Work task
Which lines in the data below contain the word "geometry"? Return each of them.

Records excerpted from a collection:
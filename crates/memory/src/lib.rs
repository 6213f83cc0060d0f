#![forbid(unsafe_code)]

mod bus;

pub use bus::{MemoryBus, VecMemory};
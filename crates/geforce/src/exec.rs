//! Method dispatch: object binding, reference updates, and the graphics
//! class handlers.
//!
//! Handlers that only latch parameters live with their state in `classes`;
//! the ones here need instance memory, DMA access, or fire a drawing
//! operation. A method bound to the software engine is not executed, it is
//! queued for the host and reported as [`Dispatch::Deferred`].

use memory::MemoryBus;
use tracing::debug;

use crate::classes::{self, Channel, ObjectClass, ENGINE_GRAPHICS, ENGINE_SOFTWARE};
use crate::clock::Clock;
use crate::device::GeForce;
use crate::dma;
use crate::ramht;

/// Outcome of dispatching one method parameter.
#[derive(Debug, Clone, Copy, PartialEq, Eq)]
pub enum Dispatch {
    Executed,
    /// The method went to the software queue; the puller must rewind and
    /// wait for the host to drain it.
    Deferred,
}

impl<C: Clock> GeForce<C> {
    pub(crate) fn execute_method(
        &mut self,
        ch: &mut Channel,
        chid: u32,
        subc: u32,
        method: u32,
        param: u32,
        mem: &mut dyn MemoryBus,
    ) -> Dispatch {
        let subc = subc as usize % ch.subchannels.len();
        let mut software_method = false;

        if method == 0x000 {
            // Binding: flush the notifier back into the outgoing object's
            // context word before the subchannel is repointed.
            if ch.subchannels[subc].engine == ENGINE_GRAPHICS {
                let sch = &ch.subchannels[subc];
                let word1 = self.vram.ramin_read32(sch.object.wrapping_add(0x4));
                let patched = self.layout.pack_notifier(word1, sch.notifier);
                self.vram
                    .ramin_write32(sch.object.wrapping_add(0x4), patched);
            }

            if let Some(binding) = ramht::lookup(&self.vram, &self.layout, self.fifo.ramht, param, chid)
            {
                ch.subchannels[subc].object = binding.object;
                ch.subchannels[subc].engine = binding.engine;
            }

            if ch.subchannels[subc].engine == ENGINE_GRAPHICS {
                let word1 = self
                    .vram
                    .ramin_read32(ch.subchannels[subc].object.wrapping_add(0x4));
                ch.subchannels[subc].notifier = self.layout.unpack_notifier(word1);
            } else if ch.subchannels[subc].engine == ENGINE_SOFTWARE {
                software_method = true;
            }
        } else if method == 0x014 {
            self.fifo.cache1.ref_cnt = param;
        } else if method >= 0x040 {
            if ch.subchannels[subc].engine == ENGINE_GRAPHICS {
                let mut param = param;
                // Methods in this window carry object handles; resolve them
                // to instance addresses before the class handler sees them.
                if (0x060..0x080).contains(&method) {
                    if let Some(binding) =
                        ramht::lookup(&self.vram, &self.layout, self.fifo.ramht, param, chid)
                    {
                        param = binding.object;
                    }
                }

                let class_id =
                    self.vram.ramin_read32(ch.subchannels[subc].object) & self.layout.class_mask;
                match ObjectClass::from_id(class_id) {
                    Some(ObjectClass::Clip) => ch.clip.method(method, param),
                    Some(ObjectClass::MemToMem) => self.exec_m2mf(ch, subc, method, param, mem),
                    Some(ObjectClass::Rop) => {
                        if method == 0x0C0 {
                            ch.rop = param as u8;
                        }
                    }
                    Some(ObjectClass::Pattern) => ch.pattern.method(method, param),
                    Some(ObjectClass::Gdi) => self.exec_gdi(ch, method, param, mem),
                    Some(ObjectClass::ImageBlit) => self.exec_blit(ch, method, param, mem),
                    Some(ObjectClass::ImageFromCpu) => self.exec_ifc(ch, method, param, mem),
                    Some(ObjectClass::Surface2d) => ch.surf2d.method(method, param),
                    Some(ObjectClass::D3d) => self.exec_d3d(ch, class_id, method, param, mem),
                    None => {
                        debug!(class_id, method, "unimplemented object class");
                    }
                }

                if ch.notify_pending {
                    ch.notify_pending = false;
                    let notifier = ch.subchannels[subc].notifier;
                    if self.vram.ramin_read32(notifier) & 0xFF != 0x30 {
                        let time = self.current_time();
                        dma::write64(&mut self.vram, mem, notifier, 0x0, time);
                        dma::write32(&mut self.vram, mem, notifier, 0x8, 0);
                        dma::write32(&mut self.vram, mem, notifier, 0xC, 0);
                    }
                    if ch.notify_type != 0 {
                        self.intr.graph_intr |= 0x0000_0001;
                        self.update_irq();
                        self.graph.nsource |= 0x0000_0001;
                        self.graph.notify = 0x0011_0000;
                    }
                }

                if method == 0x041 {
                    ch.notify_pending = true;
                    ch.notify_type = param;
                } else if method == 0x060 {
                    ch.subchannels[subc].notifier = param;
                }
            } else if ch.subchannels[subc].engine == ENGINE_SOFTWARE {
                software_method = true;
            }
        }

        if software_method {
            self.intr.fifo_intr |= 0x0000_0001;
            self.update_irq();
            self.fifo.cache1.pull0 |= 0x0000_0100;
            self.fifo.cache1.enqueue(subc as u32, method, param);
            Dispatch::Deferred
        } else {
            Dispatch::Executed
        }
    }

    fn exec_m2mf(
        &mut self,
        ch: &mut Channel,
        subc: usize,
        method: u32,
        param: u32,
        mem: &mut dyn MemoryBus,
    ) {
        let m = &mut ch.m2mf;
        match method {
            0x061 => m.src = param,
            0x062 => m.dst = param,
            0x0C3 => m.src_offset = param,
            0x0C4 => m.dst_offset = param,
            0x0C5 => m.src_pitch = param,
            0x0C6 => m.dst_pitch = param,
            0x0C7 => m.line_length = param,
            0x0C8 => m.line_count = param,
            0x0C9 => m.format = param,
            0x0CA => {
                m.buffer_notify = param;
                self.op_m2mf(ch, mem);

                // The copy reports completion through its own notifier
                // record, after the standard one.
                let notifier = ch.subchannels[subc].notifier;
                if self.vram.ramin_read32(notifier) & 0xFF != 0x30 {
                    let time = self.current_time();
                    dma::write64(&mut self.vram, mem, notifier, 0x10, time);
                    dma::write32(&mut self.vram, mem, notifier, 0x18, 0);
                    dma::write32(&mut self.vram, mem, notifier, 0x1C, 0);
                }
            }
            _ => {}
        }
    }

    fn exec_gdi(&mut self, ch: &mut Channel, method: u32, param: u32, mem: &mut dyn MemoryBus) {
        match method {
            0x0BF => ch.gdi.operation = param,
            0x0C0 => ch.gdi.color_fmt = param,
            0x0C1 => ch.gdi.mono_fmt = param,
            0x0FF | 0x17F => ch.gdi.rect_color = param,
            0x17D => ch.gdi.clip_yx0 = param,
            0x17E => ch.gdi.clip_yx1 = param,
            0x100..=0x13F => {
                if method & 1 != 0 {
                    ch.gdi.rect_wh = param;
                    self.op_fill_rect(ch, false, mem);
                } else {
                    ch.gdi.rect_xy = param;
                }
            }
            0x180..=0x1BF => {
                if method & 1 != 0 {
                    ch.gdi.rect_yx1 = param;
                    self.op_fill_rect(ch, true, mem);
                } else {
                    ch.gdi.rect_yx0 = param;
                }
            }
            _ => {}
        }
    }

    fn exec_ifc(&mut self, ch: &mut Channel, method: u32, param: u32, mem: &mut dyn MemoryBus) {
        match method {
            0x061 => {
                ch.ifc.color_key_enable = self.vram.ramin_read32(param) & 0xFF != 0x30;
            }
            0x0BF => ch.ifc.operation = param,
            0x0C0 => {
                ch.ifc.color_fmt = param;
                ch.ifc.color_bytes = classes::color_bytes_for(ch.surf2d.color_fmt, param);
            }
            0x0C1 => ch.ifc.yx = param,
            0x0C2 => ch.ifc.dhw = param,
            0x0C3 => {
                ch.ifc.shw = param;
                // A 1024x4096 image onto a 4-byte 4096-pitch surface is the
                // framebuffer-upload pattern: stream the words straight
                // through instead of collecting them.
                ch.ifc.upload = param == 0x1000_0400
                    && ch.ifc.dhw == 0x1000_0400
                    && ch.surf2d.color_fmt == 0xB
                    && ch.surf2d.pitch == 0x1000_1000;
                if ch.ifc.upload {
                    let dx = ch.ifc.yx & 0xFFFF;
                    let dy = ch.ifc.yx >> 16;
                    ch.ifc.upload_offset = ch
                        .surf2d
                        .ofs_dst
                        .wrapping_add((dy << 12) | (dx << 2));
                } else {
                    let width = param & 0xFFFF;
                    let height = param >> 16;
                    let bytes = width.wrapping_mul(height).wrapping_mul(ch.ifc.color_bytes);
                    ch.ifc.expected = bytes.div_ceil(4);
                    ch.ifc.words = Vec::new();
                }
            }
            0x100..=0x7FF => {
                if ch.ifc.upload {
                    dma::write32(
                        &mut self.vram,
                        mem,
                        ch.surf2d.img_dst,
                        ch.ifc.upload_offset,
                        param,
                    );
                    ch.ifc.upload_offset = ch.ifc.upload_offset.wrapping_add(4);
                } else if (ch.ifc.words.len() as u32) < ch.ifc.expected {
                    ch.ifc.words.push(param);
                    if ch.ifc.words.len() as u32 == ch.ifc.expected {
                        self.op_ifc(ch, mem);
                        ch.ifc.words = Vec::new();
                        ch.ifc.expected = 0;
                    }
                }
            }
            _ => {}
        }
    }

    fn exec_blit(&mut self, ch: &mut Channel, method: u32, param: u32, mem: &mut dyn MemoryBus) {
        match method {
            0x061 => {
                ch.blit.color_key_enable = self.vram.ramin_read32(param) & 0xFF != 0x30;
            }
            0x0BF => ch.blit.operation = param,
            0x0C0 => ch.blit.syx = param,
            0x0C1 => ch.blit.dyx = param,
            0x0C2 => {
                ch.blit.hw = param;
                self.op_copyarea(ch, mem);
            }
            _ => {}
        }
    }

    fn exec_d3d(
        &mut self,
        ch: &mut Channel,
        class_id: u32,
        method: u32,
        param: u32,
        mem: &mut dyn MemoryBus,
    ) {
        let d = &mut ch.d3d;
        match method {
            0x061 => d.a_obj = param,
            0x062 => d.b_obj = param,
            0x065 => d.color_obj = param,
            0x066 => d.zeta_obj = param,
            0x080 => d.clip_horizontal = param,
            0x081 => d.clip_vertical = param,
            0x082 => {
                d.surface_format = param;
                let (color_fmt, depth_fmt) = if class_id == 0x0097 {
                    (param & 0x0F, (param >> 4) & 0x0F)
                } else {
                    (param & 0x1F, (param >> 5) & 0x07)
                };
                match color_fmt {
                    0x9 => d.color_bytes = 1,
                    0x3 => d.color_bytes = 2,
                    0x4 | 0x5 | 0x8 => d.color_bytes = 4,
                    _ => {}
                }
                match depth_fmt {
                    0x1 => d.depth_bytes = 2,
                    0x2 => d.depth_bytes = 4,
                    _ => {}
                }
            }
            0x083 => d.surface_pitch = param,
            0x084 => d.color_offset = param,
            0x085 => d.zeta_offset = param,
            0x763 => d.zstencil_clear_value = param,
            0x764 => d.color_clear_value = param,
            0x765 => {
                d.clear_surface = param;
                self.op_d3d_clear(ch, mem);
            }
            0x606 => {
                let (v, a, c) = (
                    d.vertex_index as usize,
                    d.attrib_index as usize,
                    d.comp_index as usize,
                );
                d.vertex_data[v % 3][a % 16][c % 4] = f32::from_bits(param);
                d.comp_index += 1;
                if d.comp_index == 4 {
                    d.comp_index = 0;
                    d.attrib_index += 1;
                    if d.attrib_index == 16 {
                        d.attrib_index = 0;
                        d.vertex_index += 1;
                        if d.vertex_index >= 3 {
                            // A full triangle is assembled; rasterization is
                            // not modeled, so just restart the window.
                            d.vertex_index = 0;
                        }
                    }
                }
            }
            _ => {}
        }
    }
}
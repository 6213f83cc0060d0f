//! Per-generation format descriptors.
//!
//! The two supported instance-memory layouts (pre-NV40 and NV40+) differ in
//! how the handle-table context word, the notifier reference inside an object
//! header, and the per-channel context records are packed. All of those
//! differences live here as one immutable [`ChipsetLayout`] chosen at
//! construction; the rest of the crate never branches on a generation flag.

pub const CHANNEL_COUNT: usize = 32;
pub const SUBCHANNEL_COUNT: usize = 8;

const MIB: u32 = 1024 * 1024;

#[derive(Debug, Clone, Copy, PartialEq, Eq)]
pub enum CardModel {
    GeForce3,
    GeForceFx5900,
    GeForce6800,
}

#[derive(Debug, Clone, Copy, PartialEq, Eq)]
pub struct ChipsetLayout {
    pub model: CardModel,
    /// Architecture id reported through PMC_ID (0x20 / 0x35 / 0x40).
    pub chip_type: u32,
    pub vram_size: u32,
    /// Mask applied to an object's first header word to extract its class id.
    pub class_mask: u32,

    /// Left shift applied to the low 12 bits of the RAMFC register to get the
    /// context-record base inside instance memory.
    pub ramfc_base_shift: u32,
    /// Bytes per channel context record.
    pub ramfc_stride: u32,
    /// Offset of the semaphore field within a context record.
    pub ramfc_semaphore_offset: u32,

    /// Handle-table context word: channel id position.
    pub ctx_chid_shift: u32,
    /// Handle-table context word: object-address field mask (units of 16 bytes).
    pub ctx_object_mask: u32,
    /// Handle-table context word: engine id position and width.
    pub ctx_engine_shift: u32,
    pub ctx_engine_mask: u32,

    /// Notifier reference inside an object's second header word: in-place
    /// field mask and position (the stored value is the address divided by 16).
    pub notifier_field_mask: u32,
    pub notifier_field_shift: u32,
}

const PRE_NV40: ChipsetLayout = ChipsetLayout {
    model: CardModel::GeForce3,
    chip_type: 0x20,
    vram_size: 64 * MIB,
    class_mask: 0x0000_0FFF,
    ramfc_base_shift: 8,
    ramfc_stride: 0x40,
    ramfc_semaphore_offset: 0x2C,
    ctx_chid_shift: 24,
    ctx_object_mask: 0xFFFF,
    ctx_engine_shift: 16,
    ctx_engine_mask: 0xFF,
    notifier_field_mask: 0xFFFF_0000,
    notifier_field_shift: 16,
};

const NV40: ChipsetLayout = ChipsetLayout {
    model: CardModel::GeForce6800,
    chip_type: 0x40,
    vram_size: 256 * MIB,
    class_mask: 0x0000_FFFF,
    ramfc_base_shift: 16,
    ramfc_stride: 0x80,
    ramfc_semaphore_offset: 0x30,
    ctx_chid_shift: 23,
    ctx_object_mask: 0xF_FFFF,
    ctx_engine_shift: 20,
    ctx_engine_mask: 0x7,
    notifier_field_mask: 0x000F_FFFF,
    notifier_field_shift: 0,
};

impl ChipsetLayout {
    pub fn for_model(model: CardModel) -> Self {
        match model {
            CardModel::GeForce3 => PRE_NV40,
            CardModel::GeForceFx5900 => ChipsetLayout {
                model,
                chip_type: 0x35,
                vram_size: 128 * MIB,
                ..PRE_NV40
            },
            CardModel::GeForce6800 => NV40,
        }
    }

    /// Registers that moved between generations (RAMFC base, PGRAPH enable)
    /// key off the architecture id.
    pub fn is_nv40(&self) -> bool {
        self.chip_type >= 0x40
    }

    /// Chip id reported through PMC_ID.
    pub fn pmc_id(&self) -> u32 {
        if self.chip_type == 0x20 {
            0x0202_00A5
        } else {
            self.chip_type << 20
        }
    }

    /// XOR applied to instance-memory addresses to reach the alias at the top
    /// of VRAM.
    pub fn ramin_flip(&self) -> u32 {
        self.vram_size - 64
    }

    pub fn context_chid(&self, ctx: u32) -> u32 {
        (ctx >> self.ctx_chid_shift) & 0x1F
    }

    pub fn context_object(&self, ctx: u32) -> u32 {
        (ctx & self.ctx_object_mask) << 4
    }

    pub fn context_engine(&self, ctx: u32) -> u8 {
        ((ctx >> self.ctx_engine_shift) & self.ctx_engine_mask) as u8
    }

    /// Extracts the notifier address from an object's second header word.
    pub fn unpack_notifier(&self, word1: u32) -> u32 {
        ((word1 & self.notifier_field_mask) >> self.notifier_field_shift) << 4
    }

    /// Writes `notifier` back into an object's second header word, preserving
    /// the other bits.
    pub fn pack_notifier(&self, word1: u32, notifier: u32) -> u32 {
        (word1 & !self.notifier_field_mask)
            | (((notifier >> 4) << self.notifier_field_shift) & self.notifier_field_mask)
    }
}

#[cfg(test)]
mod tests {
    use super::*;
    use pretty_assertions::assert_eq;

    #[test]
    fn model_table() {
        let g3 = ChipsetLayout::for_model(CardModel::GeForce3);
        assert_eq!(g3.pmc_id(), 0x0202_00A5);
        assert_eq!(g3.vram_size, 64 * MIB);
        assert_eq!(g3.class_mask, 0xFFF);

        let fx = ChipsetLayout::for_model(CardModel::GeForceFx5900);
        assert_eq!(fx.pmc_id(), 0x35 << 20);
        assert_eq!(fx.vram_size, 128 * MIB);
        assert_eq!(fx.ramfc_stride, 0x40);

        let nv40 = ChipsetLayout::for_model(CardModel::GeForce6800);
        assert_eq!(nv40.pmc_id(), 0x40 << 20);
        assert_eq!(nv40.class_mask, 0xFFFF);
        assert_eq!(nv40.ramfc_stride, 0x80);
        assert_eq!(nv40.ramfc_semaphore_offset, 0x30);
    }

    #[test]
    fn context_word_decoding_differs_by_generation() {
        let pre = ChipsetLayout::for_model(CardModel::GeForce3);
        let ctx = (7 << 24) | (0x01 << 16) | 0x1234;
        assert_eq!(pre.context_chid(ctx), 7);
        assert_eq!(pre.context_object(ctx), 0x1234 << 4);
        assert_eq!(pre.context_engine(ctx), 0x01);

        let nv40 = ChipsetLayout::for_model(CardModel::GeForce6800);
        let ctx = (7 << 23) | (0x1 << 20) | 0x2_1234;
        assert_eq!(nv40.context_chid(ctx), 7);
        assert_eq!(nv40.context_object(ctx), 0x2_1234 << 4);
        assert_eq!(nv40.context_engine(ctx), 0x1);
    }

    #[test]
    fn notifier_round_trips_in_both_layouts() {
        for model in [CardModel::GeForce3, CardModel::GeForce6800] {
            let layout = ChipsetLayout::for_model(model);
            let word1 = layout.pack_notifier(0xABCD_EF01, 0x0001_2340);
            assert_eq!(layout.unpack_notifier(word1), 0x0001_2340);
        }
        // The pre-NV40 field is 16 bits wide; addresses beyond 0xF_FFF0
        // truncate on the way in.
        let pre = ChipsetLayout::for_model(CardModel::GeForce3);
        assert_eq!(
            pre.unpack_notifier(pre.pack_notifier(0, 0x0012_3450)),
            0x0002_3450
        );
        // Pre-NV40 keeps the low half of the header word intact.
        let pre = ChipsetLayout::for_model(CardModel::GeForce3);
        assert_eq!(pre.pack_notifier(0xABCD_EF01, 0) & 0xFFFF, 0xEF01);
        // NV40+ keeps the high 12 bits.
        let nv40 = ChipsetLayout::for_model(CardModel::GeForce6800);
        assert_eq!(nv40.pack_notifier(0xABCD_EF01, 0) >> 20, 0xABC);
    }
}
//! Device assembly: owns the VRAM, the register blocks, the channel table,
//! and the collaborator seams.

use memory::MemoryBus;

use crate::chipset::{CardModel, ChipsetLayout, CHANNEL_COUNT};
use crate::classes::Channel;
use crate::clock::Clock;
use crate::fifo::Fifo;
use crate::irq::{Interrupts, IrqLine, NullIrqLine};
use crate::ops::{DisplaySink, NullDisplay};
use crate::timer::Ptimer;
use crate::vram::Vram;

/// Graphics-engine error reporting registers.
#[derive(Debug, Clone, Copy, Default)]
pub struct GraphRegs {
    pub nsource: u32,
    pub notify: u32,
}

/// The command-submission engine of an NV20/NV30/NV40-era GeForce.
///
/// The host drives it through [`mmio_read`](GeForce::mmio_read) /
/// [`mmio_write`](GeForce::mmio_write) and a periodic
/// [`vblank_tick`](GeForce::vblank_tick); guest physical memory is passed in
/// per call so the engine never owns the bus.
pub struct GeForce<C: Clock> {
    pub(crate) layout: ChipsetLayout,
    pub(crate) clock: C,
    pub(crate) vram: Vram,
    pub(crate) irq_line: Box<dyn IrqLine>,
    pub(crate) display: Box<dyn DisplaySink>,
    pub(crate) intr: Interrupts,
    pub(crate) graph: GraphRegs,
    pub(crate) ptimer: Ptimer,
    pub(crate) fifo: Fifo,
    pub(crate) channels: Vec<Channel>,
    /// Set when a channel deferred to the software path; the next vblank
    /// tick re-drives every channel.
    pub(crate) acquire_pending: bool,
}

impl<C: Clock> GeForce<C> {
    pub fn new(model: CardModel, clock: C) -> Self {
        let layout = ChipsetLayout::for_model(model);
        let vram = Vram::new(layout.vram_size, layout.ramin_flip());
        Self {
            layout,
            clock,
            vram,
            irq_line: Box::new(NullIrqLine),
            display: Box::new(NullDisplay),
            intr: Interrupts::default(),
            graph: GraphRegs::default(),
            ptimer: Ptimer::default(),
            fifo: Fifo::default(),
            channels: (0..CHANNEL_COUNT).map(|_| Channel::default()).collect(),
            acquire_pending: false,
        }
    }

    pub fn with_irq_line(mut self, line: impl IrqLine + 'static) -> Self {
        self.irq_line = Box::new(line);
        self
    }

    pub fn with_display(mut self, display: impl DisplaySink + 'static) -> Self {
        self.display = Box::new(display);
        self
    }

    /// Clears channel, FIFO, and interrupt state. VRAM contents survive, as
    /// on the hardware's soft reset.
    pub fn reset(&mut self) {
        for ch in &mut self.channels {
            *ch = Channel::default();
        }
        self.intr = Interrupts::default();
        self.graph = GraphRegs::default();
        self.ptimer = Ptimer::default();
        self.fifo = Fifo::default();
        self.acquire_pending = false;
        self.update_irq();
    }

    /// Raises the display interrupt source and re-drives any channels that
    /// deferred to the software path since the last tick.
    pub fn vblank_tick(&mut self, mem: &mut dyn MemoryBus) {
        self.intr.crtc_intr |= 0x0000_0001;
        self.update_irq();

        if self.acquire_pending {
            self.acquire_pending = false;
            for chid in 0..CHANNEL_COUNT as u32 {
                self.process_channel(chid, mem);
            }
        }
    }

    pub(crate) fn update_irq(&mut self) {
        self.intr.update(self.irq_line.as_mut());
    }

    pub(crate) fn current_time(&self) -> u64 {
        self.ptimer.current_time(self.clock.now_ns())
    }

    pub fn model(&self) -> CardModel {
        self.layout.model
    }

    pub fn vram(&self) -> &Vram {
        &self.vram
    }

    pub fn vram_mut(&mut self) -> &mut Vram {
        &mut self.vram
    }

    pub fn interrupts(&self) -> &Interrupts {
        &self.intr
    }

    pub fn channel(&self, chid: u32) -> &Channel {
        &self.channels[chid as usize % CHANNEL_COUNT]
    }

    pub fn acquire_pending(&self) -> bool {
        self.acquire_pending
    }
}
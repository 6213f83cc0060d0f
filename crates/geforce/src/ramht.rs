//! Handle resolution through the open-addressed hash table in instance
//! memory (RAMHT).
//!
//! Each slot is 8 bytes: the handle, then a context word whose bit layout is
//! generation-dependent ([`ChipsetLayout`]). Probing is linear with
//! wraparound and terminates after one full pass.

use tracing::debug;

use crate::chipset::ChipsetLayout;
use crate::vram::Vram;

/// Upper bound on the table-size exponent. The register encodes up to
/// 0xFF + 9 bits, far beyond any real table; clamping keeps guest-chosen
/// values from overflowing the shift arithmetic.
const MAX_TABLE_BITS: u32 = 23;

#[derive(Debug, Clone, Copy, PartialEq, Eq)]
pub struct Binding {
    pub object: u32,
    pub engine: u8,
}

/// Slot index hash: XOR-fold the handle down to `bits` bits, mix in the low
/// four bits of the channel id at the top, scale to a byte offset.
pub fn slot_offset(handle: u32, chid: u32, bits: u32) -> u32 {
    let mask = (1u32 << bits) - 1;
    let mut hash = 0;
    let mut x = handle;
    while x != 0 {
        hash ^= x & mask;
        x >>= bits;
    }
    hash ^= (chid & 0xF) << (bits - 4);
    hash << 3
}

/// Table geometry from the RAMHT register: base in the low 12 bits (times
/// 256), size exponent in bits 16..24 (plus 9).
fn geometry(ramht_reg: u32) -> (u32, u32) {
    let base = (ramht_reg & 0xFFF) << 8;
    let bits = ((ramht_reg >> 16) & 0xFF) + 9;
    (base, bits.min(MAX_TABLE_BITS))
}

/// Looks up `handle` for `chid`. `None` leaves any previous binding the
/// caller holds untouched.
pub fn lookup(
    vram: &Vram,
    layout: &ChipsetLayout,
    ramht_reg: u32,
    handle: u32,
    chid: u32,
) -> Option<Binding> {
    let (base, bits) = geometry(ramht_reg);
    let size = 1u32 << (bits + 3);

    let start = slot_offset(handle, chid, bits);
    let mut it = start;
    loop {
        if vram.ramin_read32(base.wrapping_add(it)) == handle {
            let ctx = vram.ramin_read32(base.wrapping_add(it + 4));
            if layout.context_chid(ctx) == chid {
                return Some(Binding {
                    object: layout.context_object(ctx),
                    engine: layout.context_engine(ctx),
                });
            }
        }
        it += 8;
        if it >= size {
            it = 0;
        }
        if it == start {
            break;
        }
    }

    debug!(handle, chid, "RAMHT lookup failed");
    None
}
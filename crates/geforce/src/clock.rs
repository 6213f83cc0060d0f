use std::cell::Cell;
use std::rc::Rc;

/// Monotonic guest-time source in nanoseconds.
///
/// The device never schedules host timers itself; the embedder owns time and
/// calls [`crate::GeForce::vblank_tick`] at its frame cadence.
pub trait Clock {
    fn now_ns(&self) -> u64;
}

/// Manually advanced clock, shared by cloning.
#[derive(Debug, Clone, Default)]
pub struct ManualClock {
    now_ns: Rc<Cell<u64>>,
}

impl ManualClock {
    pub fn new() -> Self {
        Self::default()
    }

    pub fn advance_ns(&self, ns: u64) {
        self.now_ns.set(self.now_ns.get().wrapping_add(ns));
    }

    pub fn set_ns(&self, ns: u64) {
        self.now_ns.set(ns);
    }
}

impl Clock for ManualClock {
    fn now_ns(&self) -> u64 {
        self.now_ns.get()
    }
}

Response for this exercise
/// Table geometry from the RAMHT register: base in the low 12 bits (times
fn geometry(ramht_reg: u32) -> (u32, u32) {
    let (base, bits) = geometry(ramht_reg);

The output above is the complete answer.